● WHAT YOU SHOULD DO
The entire listing below needs to be transcribed word for word.
===== ENTRIES SHOWN =====
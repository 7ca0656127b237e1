//! Difficulty recalculation.
//!
//! Four algorithms are dispatched by the chain configuration: the frontier
//! step adjustment, the homestead proportional adjustment, and the two
//! ECIP-1010 phases that first freeze the difficulty bomb and then resume it
//! with its exponent reduced by the pause length. All divisions floor.

use emerald_chainspec::DifficultyAlgorithm;
use emerald_primitives::{
    constants::{DIFFICULTY_BOUND_DIVISOR, EXP_DIFF_PERIOD, MINIMUM_DIFFICULTY},
    BlockNumber, Header, U256,
};

/// Computes the expected difficulty of a block with timestamp `time` built
/// on `parent`.
pub fn calc_difficulty(algorithm: DifficultyAlgorithm, time: U256, parent: &Header) -> U256 {
    match algorithm {
        DifficultyAlgorithm::Frontier => frontier(time, parent),
        DifficultyAlgorithm::Homestead => {
            homestead_base(time, parent) + bomb((parent.number + 1) / EXP_DIFF_PERIOD)
        }
        DifficultyAlgorithm::Ecip1010Pause { fork_block } => {
            // the bomb freezes at the pausing fork's own period
            homestead_base(time, parent) + bomb(fork_block / EXP_DIFF_PERIOD)
        }
        DifficultyAlgorithm::Ecip1010Explosion { fork_block, explosion_block } => {
            // resume as if the pause never happened: the delay length is
            // subtracted out of the period count
            let period = (parent.number + 1 + fork_block - explosion_block) / EXP_DIFF_PERIOD;
            homestead_base(time, parent) + bomb(period)
        }
    }
}

fn frontier(time: U256, parent: &Header) -> U256 {
    let adjust = parent.difficulty / DIFFICULTY_BOUND_DIVISOR;
    let delta = time.saturating_sub(parent.timestamp);
    let diff = if delta < U256::from(13u64) {
        parent.difficulty + adjust
    } else {
        parent.difficulty.saturating_sub(adjust)
    };
    diff.max(MINIMUM_DIFFICULTY) + bomb((parent.number + 1) / EXP_DIFF_PERIOD)
}

/// Homestead adjustment without the bomb term:
/// `max(1 - Δt/10, -99)` steps of `parent.difficulty / 2048`, clamped to the
/// minimum difficulty.
fn homestead_base(time: U256, parent: &Header) -> U256 {
    let delta = time.saturating_sub(parent.timestamp);
    let decades: u64 = (delta / U256::from(10u64)).saturating_to();
    let x = 1i64.saturating_sub_unsigned(decades).max(-99);

    let adjust = parent.difficulty / DIFFICULTY_BOUND_DIVISOR;
    let diff = if x >= 0 {
        parent.difficulty + adjust * U256::from(x as u64)
    } else {
        parent.difficulty.saturating_sub(adjust * U256::from(x.unsigned_abs()))
    };
    diff.max(MINIMUM_DIFFICULTY)
}

/// The exponential term `2^(period - 2)`, zero while the period has not
/// reached two.
fn bomb(period: BlockNumber) -> U256 {
    if period > 1 && period - 2 < 256 {
        U256::from(1u64) << (period - 2) as usize
    } else {
        U256::ZERO
    }
}

#[cfg(test)]
mod tests {
    use super::*;

    fn parent(number: BlockNumber, timestamp: u64, difficulty: u64) -> Header {
        Header {
            number,
            timestamp: U256::from(timestamp),
            difficulty: U256::from(difficulty),
            ..Default::default()
        }
    }

    #[test]
    fn homestead_matches_formula_and_floors() {
        // Δt = 8 keeps the adjustment step at +1
        let parent = parent(494_000, 1_000_000, 4096);
        let got = calc_difficulty(
            DifficultyAlgorithm::Homestead,
            U256::from(1_000_008u64),
            &parent,
        );
        // base 4096 + 4096/2048 clamps up to the minimum, then the bomb for
        // period (494001/100000) = 4 adds 2^2
        let expected = MINIMUM_DIFFICULTY + U256::from(4u64);
        assert_eq!(got, expected);
    }

    #[test]
    fn homestead_boundary_at_ten_seconds_is_a_zero_step() {
        let parent = parent(100, 1_000_000, 10_000_000);
        let at_nine = calc_difficulty(
            DifficultyAlgorithm::Homestead,
            U256::from(1_000_009u64),
            &parent,
        );
        let at_ten = calc_difficulty(
            DifficultyAlgorithm::Homestead,
            U256::from(1_000_010u64),
            &parent,
        );
        let at_twenty = calc_difficulty(
            DifficultyAlgorithm::Homestead,
            U256::from(1_000_020u64),
            &parent,
        );

        let step = U256::from(10_000_000u64) / DIFFICULTY_BOUND_DIVISOR;
        assert_eq!(at_nine, U256::from(10_000_000u64) + step);
        // Δt in [10, 20) yields x = 0
        assert_eq!(at_ten, U256::from(10_000_000u64));
        assert_eq!(at_twenty, U256::from(10_000_000u64) - step);
    }

    #[test]
    fn homestead_adjustment_clamps_at_minus_ninety_nine() {
        let parent = parent(100, 1_000_000, 10_000_000);
        // Δt of an hour drives x far below the clamp
        let got = calc_difficulty(
            DifficultyAlgorithm::Homestead,
            U256::from(1_003_600u64),
            &parent,
        );
        let step = U256::from(10_000_000u64) / DIFFICULTY_BOUND_DIVISOR;
        assert_eq!(got, U256::from(10_000_000u64) - step * U256::from(99u64));
    }

    #[test]
    fn diehard_pause_freezes_the_bomb() {
        // witness: ETC mainnet block in the pause phase
        let parent = parent(3_500_000, 1_452_838_500, 7_654_414_978_364);
        let got = calc_difficulty(
            DifficultyAlgorithm::Ecip1010Pause { fork_block: 3_000_000 },
            U256::from(1_452_838_520u64),
            &parent,
        );
        assert_eq!(got, U256::from(7_650_945_906_507u64));
    }

    #[test]
    fn explosion_resumes_with_reduced_exponent() {
        // witness: ETC mainnet block just past the explosion boundary
        let parent = parent(5_000_102, 1_513_175_023, 22_627_021_745_803);
        let got = calc_difficulty(
            DifficultyAlgorithm::Ecip1010Explosion {
                fork_block: 3_000_000,
                explosion_block: 5_000_000,
            },
            U256::from(1_513_175_029u64),
            &parent,
        );
        assert_eq!(got, U256::from(22_638_338_531_720u64));
    }

    #[test]
    fn frontier_steps_and_clamps() {
        let fast = calc_difficulty(
            DifficultyAlgorithm::Frontier,
            U256::from(1_000_005u64),
            &parent(10, 1_000_000, 1_000_000),
        );
        assert_eq!(fast, U256::from(1_000_000u64 + 1_000_000 / 2048));

        let slow = calc_difficulty(
            DifficultyAlgorithm::Frontier,
            U256::from(1_000_013u64),
            &parent(10, 1_000_000, 1_000_000),
        );
        assert_eq!(slow, U256::from(1_000_000u64 - 1_000_000 / 2048));

        // tiny parent difficulty clamps up to the minimum
        let clamped = calc_difficulty(
            DifficultyAlgorithm::Frontier,
            U256::from(1_000_013u64),
            &parent(10, 1_000_000, 1000),
        );
        assert_eq!(clamped, MINIMUM_DIFFICULTY);
    }

    #[test]
    fn frontier_bomb_activates_at_period_two() {
        let before = calc_difficulty(
            DifficultyAlgorithm::Frontier,
            U256::from(1_000_005u64),
            &parent(199_998, 1_000_000, 1_000_000),
        );
        let after = calc_difficulty(
            DifficultyAlgorithm::Frontier,
            U256::from(1_000_005u64),
            &parent(199_999, 1_000_000, 1_000_000),
        );
        // period reaches 2 at parent 199,999 and contributes 2^0
        assert_eq!(after, before + U256::from(1u64));
    }
}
=====
● WRITTEN REPLY
repository 7ca0656127b237e1
//! Difficulty recalculation.
//!
//! Four algorithms are dispatched by the chain configuration: the frontier
//! step adjustment, the homestead proportional adjustment, and the two
//! ECIP-1010 phases that first freeze the difficulty bomb and then resume it
//! with its exponent reduced by the pause length. All divisions floor.

use emerald_chainspec::DifficultyAlgorithm;
use emerald_primitives::{
    constants::{DIFFICULTY_BOUND_DIVISOR, EXP_DIFF_PERIOD, MINIMUM_DIFFICULTY},
    BlockNumber, Header, U256,
};

/// Computes the expected difficulty of a block with timestamp `time` built
/// on `parent`.
pub fn calc_difficulty(algorithm: DifficultyAlgorithm, time: U256, parent: &Header) -> U256 {
    match algorithm {
        DifficultyAlgorithm::Frontier => frontier(time, parent),
        DifficultyAlgorithm::Homestead => {
            homestead_base(time, parent) + bomb((parent.number + 1) / EXP_DIFF_PERIOD)
        }
        DifficultyAlgorithm::Ecip1010Pause { fork_block } => {
            // the bomb freezes at the pausing fork's own period
            homestead_base(time, parent) + bomb(fork_block / EXP_DIFF_PERIOD)
        }
        DifficultyAlgorithm::Ecip1010Explosion { fork_block, explosion_block } => {
            // resume as if the pause never happened: the delay length is
            // subtracted out of the period count
            let period = (parent.number + 1 + fork_block - explosion_block) / EXP_DIFF_PERIOD;
            homestead_base(time, parent) + bomb(period)
        }
    }
}

fn frontier(time: U256, parent: &Header) -> U256 {
    let adjust = parent.difficulty / DIFFICULTY_BOUND_DIVISOR;
    let delta = time.saturating_sub(parent.timestamp);
    let diff = if delta < U256::from(13u64) {
        parent.difficulty + adjust
    } else {
        parent.difficulty.saturating_sub(adjust)
    };
    diff.max(MINIMUM_DIFFICULTY) + bomb((parent.number + 1) / EXP_DIFF_PERIOD)
}

/// Homestead adjustment without the bomb term:
/// `max(1 - Δt/10, -99)` steps of `parent.difficulty / 2048`, clamped to the
/// minimum difficulty.
fn homestead_base(time: U256, parent: &Header) -> U256 {
    let delta = time.saturating_sub(parent.timestamp);
    let decades: u64 = (delta / U256::from(10u64)).saturating_to();
    let x = 1i64.saturating_sub_unsigned(decades).max(-99);

    let adjust = parent.difficulty / DIFFICULTY_BOUND_DIVISOR;
    let diff = if x >= 0 {
        parent.difficulty + adjust * U256::from(x as u64)
    } else {
        parent.difficulty.saturating_sub(adjust * U256::from(x.unsigned_abs()))
    };
    diff.max(MINIMUM_DIFFICULTY)
}

/// The exponential term `2^(period - 2)`, zero while the period has not
/// reached two.
fn bomb(period: BlockNumber) -> U256 {
    if period > 1 && period - 2 < 256 {
        U256::from(1u64) << (period - 2) as usize
    } else {
        U256::ZERO
    }
}

#[cfg(test)]
mod tests {
    use super::*;

    fn parent(number: BlockNumber, timestamp: u64, difficulty: u64) -> Header {
        Header {
            number,
            timestamp: U256::from(timestamp),
            difficulty: U256::from(difficulty),
            ..Default::default()
        }
    }

    #[test]
    fn homestead_matches_formula_and_floors() {
        // Δt = 8 keeps the adjustment step at +1
        let parent = parent(494_000, 1_000_000, 4096);
        let got = calc_difficulty(
            DifficultyAlgorithm::Homestead,
            U256::from(1_000_008u64),
            &parent,
        );
        // base 4096 + 4096/2048 clamps up to the minimum, then the bomb for
        // period (494001/100000) = 4 adds 2^2
        let expected = MINIMUM_DIFFICULTY + U256::from(4u64);
        assert_eq!(got, expected);
    }

    #[test]
    fn homestead_boundary_at_ten_seconds_is_a_zero_step() {
        let parent = parent(100, 1_000_000, 10_000_000);
        let at_nine = calc_difficulty(
            DifficultyAlgorithm::Homestead,
            U256::from(1_000_009u64),
            &parent,
        );
        let at_ten = calc_difficulty(
            DifficultyAlgorithm::Homestead,
            U256::from(1_000_010u64),
            &parent,
        );
        let at_twenty = calc_difficulty(
            DifficultyAlgorithm::Homestead,
            U256::from(1_000_020u64),
            &parent,
        );

        let step = U256::from(10_000_000u64) / DIFFICULTY_BOUND_DIVISOR;
        assert_eq!(at_nine, U256::from(10_000_000u64) + step);
        // Δt in [10, 20) yields x = 0
        assert_eq!(at_ten, U256::from(10_000_000u64));
        assert_eq!(at_twenty, U256::from(10_000_000u64) - step);
    }

    #[test]
    fn homestead_adjustment_clamps_at_minus_ninety_nine() {
        let parent = parent(100, 1_000_000, 10_000_000);
        // Δt of an hour drives x far below the clamp
        let got = calc_difficulty(
            DifficultyAlgorithm::Homestead,
            U256::from(1_003_600u64),
            &parent,
        );
        let step = U256::from(10_000_000u64) / DIFFICULTY_BOUND_DIVISOR;
        assert_eq!(got, U256::from(10_000_000u64) - step * U256::from(99u64));
    }

    #[test]
    fn diehard_pause_freezes_the_bomb() {
        // witness: ETC mainnet block in the pause phase
        let parent = parent(3_500_000, 1_452_838_500, 7_654_414_978_364);
        let got = calc_difficulty(
            DifficultyAlgorithm::Ecip1010Pause { fork_block: 3_000_000 },
            U256::from(1_452_838_520u64),
            &parent,
        );
        assert_eq!(got, U256::from(7_650_945_906_507u64));
    }

    #[test]
    fn explosion_resumes_with_reduced_exponent() {
        // witness: ETC mainnet block just past the explosion boundary
        let parent = parent(5_000_102, 1_513_175_023, 22_627_021_745_803);
        let got = calc_difficulty(
            DifficultyAlgorithm::Ecip1010Explosion {
                fork_block: 3_000_000,
                explosion_block: 5_000_000,
            },
            U256::from(1_513_175_029u64),
            &parent,
        );
        assert_eq!(got, U256::from(22_638_338_531_720u64));
    }

    #[test]
    fn frontier_steps_and_clamps() {
        let fast = calc_difficulty(
            DifficultyAlgorithm::Frontier,
            U256::from(1_000_005u64),
            &parent(10, 1_000_000, 1_000_000),
        );
        assert_eq!(fast, U256::from(1_000_000u64 + 1_000_000 / 2048));

        let slow = calc_difficulty(
            DifficultyAlgorithm::Frontier,
            U256::from(1_000_013u64),
            &parent(10, 1_000_000, 1_000_000),
        );
        assert_eq!(slow, U256::from(1_000_000u64 - 1_000_000 / 2048));

        // tiny parent difficulty clamps up to the minimum
        let clamped = calc_difficulty(
            DifficultyAlgorithm::Frontier,
            U256::from(1_000_013u64),
            &parent(10, 1_000_000, 1000),
        );
        assert_eq!(clamped, MINIMUM_DIFFICULTY);
    }

    #[test]
    fn frontier_bomb_activates_at_period_two() {
        let before = calc_difficulty(
            DifficultyAlgorithm::Frontier,
            U256::from(1_000_005u64),
            &parent(199_998, 1_000_000, 1_000_000),
        );
        let after = calc_difficulty(
            DifficultyAlgorithm::Frontier,
            U256::from(1_000_005u64),
            &parent(199_999, 1_000_000, 1_000_000),
        );
        // period reaches 2 at parent 199,999 and contributes 2^0
        assert_eq!(after, before + U256::from(1u64));
    }
}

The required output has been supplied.